*** Begin section ***
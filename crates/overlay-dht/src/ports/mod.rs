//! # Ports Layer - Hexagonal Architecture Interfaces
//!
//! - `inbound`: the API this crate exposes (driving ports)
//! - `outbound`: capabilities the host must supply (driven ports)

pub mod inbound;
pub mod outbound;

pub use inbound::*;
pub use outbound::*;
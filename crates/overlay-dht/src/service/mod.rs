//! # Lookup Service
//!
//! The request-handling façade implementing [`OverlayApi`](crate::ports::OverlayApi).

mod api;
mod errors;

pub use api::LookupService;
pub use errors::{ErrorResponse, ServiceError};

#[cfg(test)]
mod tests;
*** End section ***
• **Exercise instructions**
Reproduce the material above. Do not change a word.

• **Result of the exercise**
filename crates/overlay-dht/src/ports/mod.rs
//! # Ports Layer - Hexagonal Architecture Interfaces
//!
//! - `inbound`: the API this crate exposes (driving ports)
//! - `outbound`: capabilities the host must supply (driven ports)

pub mod inbound;
pub mod outbound;

pub use inbound::*;
pub use outbound::*;
filename crates/overlay-dht/src/service/mod.rs
//! # Lookup Service
//!
//! The request-handling façade implementing [`OverlayApi`](crate::ports::OverlayApi).

mod api;
mod errors;

pub use api::LookupService;
pub use errors::{ErrorResponse, ServiceError};

#[cfg(test)]
mod tests;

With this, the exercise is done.